**Dataset extract**
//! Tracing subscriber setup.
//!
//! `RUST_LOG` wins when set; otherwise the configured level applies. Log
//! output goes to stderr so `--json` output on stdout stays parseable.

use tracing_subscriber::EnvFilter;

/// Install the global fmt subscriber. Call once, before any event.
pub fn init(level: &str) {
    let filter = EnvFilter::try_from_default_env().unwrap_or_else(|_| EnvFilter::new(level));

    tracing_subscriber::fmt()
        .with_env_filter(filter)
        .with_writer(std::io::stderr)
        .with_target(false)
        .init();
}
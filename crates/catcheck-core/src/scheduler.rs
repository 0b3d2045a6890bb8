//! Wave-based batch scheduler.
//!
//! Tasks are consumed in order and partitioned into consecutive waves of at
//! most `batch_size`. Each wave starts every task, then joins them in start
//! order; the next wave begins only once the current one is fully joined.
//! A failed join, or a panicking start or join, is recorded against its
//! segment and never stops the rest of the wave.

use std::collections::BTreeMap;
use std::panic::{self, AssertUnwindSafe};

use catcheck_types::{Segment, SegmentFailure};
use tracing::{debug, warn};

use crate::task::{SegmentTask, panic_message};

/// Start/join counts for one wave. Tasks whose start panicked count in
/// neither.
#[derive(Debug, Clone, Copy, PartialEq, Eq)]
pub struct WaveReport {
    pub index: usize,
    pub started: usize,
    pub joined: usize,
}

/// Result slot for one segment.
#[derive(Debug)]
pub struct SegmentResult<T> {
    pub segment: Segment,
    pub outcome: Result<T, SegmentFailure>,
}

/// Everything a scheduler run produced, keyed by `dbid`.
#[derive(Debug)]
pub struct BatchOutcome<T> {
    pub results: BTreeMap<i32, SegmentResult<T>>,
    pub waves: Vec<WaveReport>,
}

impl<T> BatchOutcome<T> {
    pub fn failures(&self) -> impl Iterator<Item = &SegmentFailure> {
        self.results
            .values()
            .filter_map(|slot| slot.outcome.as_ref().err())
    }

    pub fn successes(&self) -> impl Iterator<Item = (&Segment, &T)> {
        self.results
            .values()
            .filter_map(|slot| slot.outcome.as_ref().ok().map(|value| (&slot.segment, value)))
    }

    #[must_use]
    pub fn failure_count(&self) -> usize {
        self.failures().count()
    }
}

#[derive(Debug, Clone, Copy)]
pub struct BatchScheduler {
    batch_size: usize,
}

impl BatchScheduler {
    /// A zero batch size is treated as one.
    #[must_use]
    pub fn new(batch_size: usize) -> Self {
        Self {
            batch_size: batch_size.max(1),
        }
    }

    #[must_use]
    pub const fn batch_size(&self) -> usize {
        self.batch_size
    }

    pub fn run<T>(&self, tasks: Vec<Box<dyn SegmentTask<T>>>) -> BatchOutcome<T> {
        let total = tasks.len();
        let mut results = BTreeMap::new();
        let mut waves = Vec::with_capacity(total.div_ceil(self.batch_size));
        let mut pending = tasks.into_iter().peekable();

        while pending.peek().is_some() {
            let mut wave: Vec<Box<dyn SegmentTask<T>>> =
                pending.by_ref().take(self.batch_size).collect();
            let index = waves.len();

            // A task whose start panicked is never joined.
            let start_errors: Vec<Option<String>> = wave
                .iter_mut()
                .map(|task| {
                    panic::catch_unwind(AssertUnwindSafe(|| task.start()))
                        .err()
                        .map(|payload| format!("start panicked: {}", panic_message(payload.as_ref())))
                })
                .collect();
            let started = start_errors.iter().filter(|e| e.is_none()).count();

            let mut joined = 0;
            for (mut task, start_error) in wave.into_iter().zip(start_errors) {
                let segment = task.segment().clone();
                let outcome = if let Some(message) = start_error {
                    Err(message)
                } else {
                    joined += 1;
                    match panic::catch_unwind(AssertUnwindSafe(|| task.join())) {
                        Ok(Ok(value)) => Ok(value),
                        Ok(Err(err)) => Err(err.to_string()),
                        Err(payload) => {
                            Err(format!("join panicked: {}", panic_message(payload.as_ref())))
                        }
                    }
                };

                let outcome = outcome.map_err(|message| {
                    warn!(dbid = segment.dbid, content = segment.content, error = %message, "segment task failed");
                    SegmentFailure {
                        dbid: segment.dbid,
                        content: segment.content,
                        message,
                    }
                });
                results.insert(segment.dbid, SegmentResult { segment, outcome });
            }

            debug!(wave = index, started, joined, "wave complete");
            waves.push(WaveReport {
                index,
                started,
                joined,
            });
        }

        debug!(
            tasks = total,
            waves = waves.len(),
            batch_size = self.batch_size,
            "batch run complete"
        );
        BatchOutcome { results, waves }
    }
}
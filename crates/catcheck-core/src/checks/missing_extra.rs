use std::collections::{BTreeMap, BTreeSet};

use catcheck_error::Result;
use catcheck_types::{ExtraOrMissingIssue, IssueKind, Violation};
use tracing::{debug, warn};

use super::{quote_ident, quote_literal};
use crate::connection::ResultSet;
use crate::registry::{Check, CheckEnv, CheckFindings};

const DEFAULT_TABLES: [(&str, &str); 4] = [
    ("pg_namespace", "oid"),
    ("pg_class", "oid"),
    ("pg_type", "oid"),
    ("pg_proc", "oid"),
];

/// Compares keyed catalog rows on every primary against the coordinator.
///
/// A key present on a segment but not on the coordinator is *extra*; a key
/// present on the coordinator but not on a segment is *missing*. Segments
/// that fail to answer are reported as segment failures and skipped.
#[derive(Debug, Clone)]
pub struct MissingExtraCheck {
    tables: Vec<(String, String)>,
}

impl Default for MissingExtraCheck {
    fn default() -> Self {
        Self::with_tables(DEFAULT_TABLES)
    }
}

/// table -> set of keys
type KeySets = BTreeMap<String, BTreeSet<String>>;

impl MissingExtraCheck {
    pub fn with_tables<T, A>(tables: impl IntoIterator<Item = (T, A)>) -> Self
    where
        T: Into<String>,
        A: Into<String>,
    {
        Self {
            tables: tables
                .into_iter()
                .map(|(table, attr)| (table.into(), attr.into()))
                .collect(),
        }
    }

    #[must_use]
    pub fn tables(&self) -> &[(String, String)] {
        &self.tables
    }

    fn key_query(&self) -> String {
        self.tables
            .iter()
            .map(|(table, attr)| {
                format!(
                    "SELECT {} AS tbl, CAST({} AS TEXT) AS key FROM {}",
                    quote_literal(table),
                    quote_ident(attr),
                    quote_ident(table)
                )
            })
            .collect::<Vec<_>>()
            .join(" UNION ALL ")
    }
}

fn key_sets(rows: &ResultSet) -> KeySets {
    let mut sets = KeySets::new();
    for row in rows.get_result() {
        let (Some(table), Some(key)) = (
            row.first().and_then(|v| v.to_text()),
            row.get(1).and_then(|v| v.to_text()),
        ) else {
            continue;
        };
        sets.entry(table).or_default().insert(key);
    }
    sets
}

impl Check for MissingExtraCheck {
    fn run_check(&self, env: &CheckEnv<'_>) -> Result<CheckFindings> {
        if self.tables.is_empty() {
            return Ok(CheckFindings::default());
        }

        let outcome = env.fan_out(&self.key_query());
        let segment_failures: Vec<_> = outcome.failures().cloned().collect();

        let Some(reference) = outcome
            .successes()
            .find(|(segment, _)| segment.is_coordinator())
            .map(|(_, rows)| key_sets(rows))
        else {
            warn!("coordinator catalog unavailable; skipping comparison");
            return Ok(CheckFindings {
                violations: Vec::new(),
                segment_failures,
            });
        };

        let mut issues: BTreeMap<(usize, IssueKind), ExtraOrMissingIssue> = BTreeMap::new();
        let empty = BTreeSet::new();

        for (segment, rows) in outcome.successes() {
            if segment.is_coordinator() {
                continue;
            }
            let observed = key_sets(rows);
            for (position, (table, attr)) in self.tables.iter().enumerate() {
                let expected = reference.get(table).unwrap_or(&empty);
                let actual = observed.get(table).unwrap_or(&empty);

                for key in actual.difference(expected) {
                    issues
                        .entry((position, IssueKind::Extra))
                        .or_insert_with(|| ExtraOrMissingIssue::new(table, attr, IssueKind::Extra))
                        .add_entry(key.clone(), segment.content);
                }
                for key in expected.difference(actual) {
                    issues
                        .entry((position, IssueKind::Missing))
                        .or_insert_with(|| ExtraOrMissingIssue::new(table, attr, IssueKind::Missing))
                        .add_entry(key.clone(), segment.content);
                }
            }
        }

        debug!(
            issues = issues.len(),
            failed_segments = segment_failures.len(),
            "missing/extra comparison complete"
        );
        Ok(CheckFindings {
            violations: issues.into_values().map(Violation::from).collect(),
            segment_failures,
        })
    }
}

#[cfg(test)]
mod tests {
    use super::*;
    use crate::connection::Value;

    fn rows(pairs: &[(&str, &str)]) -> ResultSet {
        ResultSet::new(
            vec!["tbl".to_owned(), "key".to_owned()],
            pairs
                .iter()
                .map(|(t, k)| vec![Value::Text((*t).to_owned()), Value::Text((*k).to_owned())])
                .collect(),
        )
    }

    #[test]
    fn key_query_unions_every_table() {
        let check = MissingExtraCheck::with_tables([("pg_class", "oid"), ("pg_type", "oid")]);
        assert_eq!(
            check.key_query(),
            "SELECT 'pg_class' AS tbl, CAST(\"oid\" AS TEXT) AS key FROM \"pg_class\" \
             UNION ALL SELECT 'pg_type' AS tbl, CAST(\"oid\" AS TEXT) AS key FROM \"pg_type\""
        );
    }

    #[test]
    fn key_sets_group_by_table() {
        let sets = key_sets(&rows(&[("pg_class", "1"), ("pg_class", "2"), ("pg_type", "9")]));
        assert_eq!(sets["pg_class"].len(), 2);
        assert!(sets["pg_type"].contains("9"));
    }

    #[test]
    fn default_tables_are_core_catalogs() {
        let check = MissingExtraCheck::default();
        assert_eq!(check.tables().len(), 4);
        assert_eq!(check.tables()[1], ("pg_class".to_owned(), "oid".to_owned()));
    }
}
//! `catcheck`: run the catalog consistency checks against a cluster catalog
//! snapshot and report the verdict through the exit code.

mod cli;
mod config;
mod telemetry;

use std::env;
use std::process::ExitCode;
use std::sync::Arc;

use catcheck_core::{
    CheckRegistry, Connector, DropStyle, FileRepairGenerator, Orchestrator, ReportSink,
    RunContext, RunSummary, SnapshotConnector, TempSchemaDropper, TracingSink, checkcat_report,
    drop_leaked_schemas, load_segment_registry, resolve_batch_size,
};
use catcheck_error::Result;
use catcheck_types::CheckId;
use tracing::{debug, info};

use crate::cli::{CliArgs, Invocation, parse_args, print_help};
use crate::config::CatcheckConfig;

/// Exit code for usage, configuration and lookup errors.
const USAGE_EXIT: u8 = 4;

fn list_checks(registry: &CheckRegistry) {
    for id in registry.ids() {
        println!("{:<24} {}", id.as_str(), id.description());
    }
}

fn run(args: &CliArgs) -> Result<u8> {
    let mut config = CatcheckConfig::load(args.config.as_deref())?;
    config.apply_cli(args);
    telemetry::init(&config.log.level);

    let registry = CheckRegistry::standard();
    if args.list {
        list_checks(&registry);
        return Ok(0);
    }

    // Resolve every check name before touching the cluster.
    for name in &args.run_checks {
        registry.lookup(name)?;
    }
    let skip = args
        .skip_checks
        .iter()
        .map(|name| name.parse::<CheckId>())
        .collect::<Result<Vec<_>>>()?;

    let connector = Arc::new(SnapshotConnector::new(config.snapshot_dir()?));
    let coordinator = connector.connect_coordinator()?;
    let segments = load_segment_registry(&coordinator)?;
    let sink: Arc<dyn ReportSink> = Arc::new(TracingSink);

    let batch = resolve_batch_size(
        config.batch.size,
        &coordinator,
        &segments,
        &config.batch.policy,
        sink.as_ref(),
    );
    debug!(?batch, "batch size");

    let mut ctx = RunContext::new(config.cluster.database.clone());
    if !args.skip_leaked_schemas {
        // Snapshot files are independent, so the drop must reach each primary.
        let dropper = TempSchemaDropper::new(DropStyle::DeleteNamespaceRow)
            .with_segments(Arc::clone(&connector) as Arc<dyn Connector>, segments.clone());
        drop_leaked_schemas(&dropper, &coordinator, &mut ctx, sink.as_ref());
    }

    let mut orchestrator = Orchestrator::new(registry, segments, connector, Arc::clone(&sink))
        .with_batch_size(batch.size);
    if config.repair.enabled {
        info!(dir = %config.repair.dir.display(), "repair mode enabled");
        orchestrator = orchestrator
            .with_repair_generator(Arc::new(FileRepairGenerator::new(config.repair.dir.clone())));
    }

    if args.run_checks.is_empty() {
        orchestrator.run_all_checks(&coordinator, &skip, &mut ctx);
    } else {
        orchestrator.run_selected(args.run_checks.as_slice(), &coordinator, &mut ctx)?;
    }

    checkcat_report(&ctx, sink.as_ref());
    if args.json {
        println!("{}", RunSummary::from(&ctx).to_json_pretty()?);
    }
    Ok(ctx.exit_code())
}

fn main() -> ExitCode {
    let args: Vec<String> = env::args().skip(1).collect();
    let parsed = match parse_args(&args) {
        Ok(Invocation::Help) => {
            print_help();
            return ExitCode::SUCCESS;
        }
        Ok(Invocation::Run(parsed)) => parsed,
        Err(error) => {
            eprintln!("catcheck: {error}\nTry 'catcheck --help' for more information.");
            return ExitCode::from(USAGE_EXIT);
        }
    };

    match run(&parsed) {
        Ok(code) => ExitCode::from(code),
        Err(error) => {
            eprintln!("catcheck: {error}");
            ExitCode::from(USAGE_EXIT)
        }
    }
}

**Problem description**
What is asked for is an exact copy of the lines above from the one containing "them in start" through the one containing "pub fn new(batch_size: usize)", and only those.

**Response for this exercise**
//! most `batch_size`. Each wave starts every task, then joins them in start
//! order; the next wave begins only once the current one is fully joined.
//! A failed join, or a panicking start or join, is recorded against its
//! segment and never stops the rest of the wave.

use std::collections::BTreeMap;
use std::panic::{self, AssertUnwindSafe};

use catcheck_types::{Segment, SegmentFailure};
use tracing::{debug, warn};

use crate::task::{SegmentTask, panic_message};

/// Start/join counts for one wave. Tasks whose start panicked count in
/// neither.
#[derive(Debug, Clone, Copy, PartialEq, Eq)]
pub struct WaveReport {
    pub index: usize,
    pub started: usize,
    pub joined: usize,
}

/// Result slot for one segment.
#[derive(Debug)]
pub struct SegmentResult<T> {
    pub segment: Segment,
    pub outcome: Result<T, SegmentFailure>,
}

/// Everything a scheduler run produced, keyed by `dbid`.
#[derive(Debug)]
pub struct BatchOutcome<T> {
    pub results: BTreeMap<i32, SegmentResult<T>>,
    pub waves: Vec<WaveReport>,
}

impl<T> BatchOutcome<T> {
    pub fn failures(&self) -> impl Iterator<Item = &SegmentFailure> {
        self.results
            .values()
            .filter_map(|slot| slot.outcome.as_ref().err())
    }

    pub fn successes(&self) -> impl Iterator<Item = (&Segment, &T)> {
        self.results
            .values()
            .filter_map(|slot| slot.outcome.as_ref().ok().map(|value| (&slot.segment, value)))
    }

    #[must_use]
    pub fn failure_count(&self) -> usize {
        self.failures().count()
    }
}

#[derive(Debug, Clone, Copy)]
pub struct BatchScheduler {
    batch_size: usize,
}

impl BatchScheduler {
    /// A zero batch size is treated as one.
    #[must_use]
    pub fn new(batch_size: usize) -> Self {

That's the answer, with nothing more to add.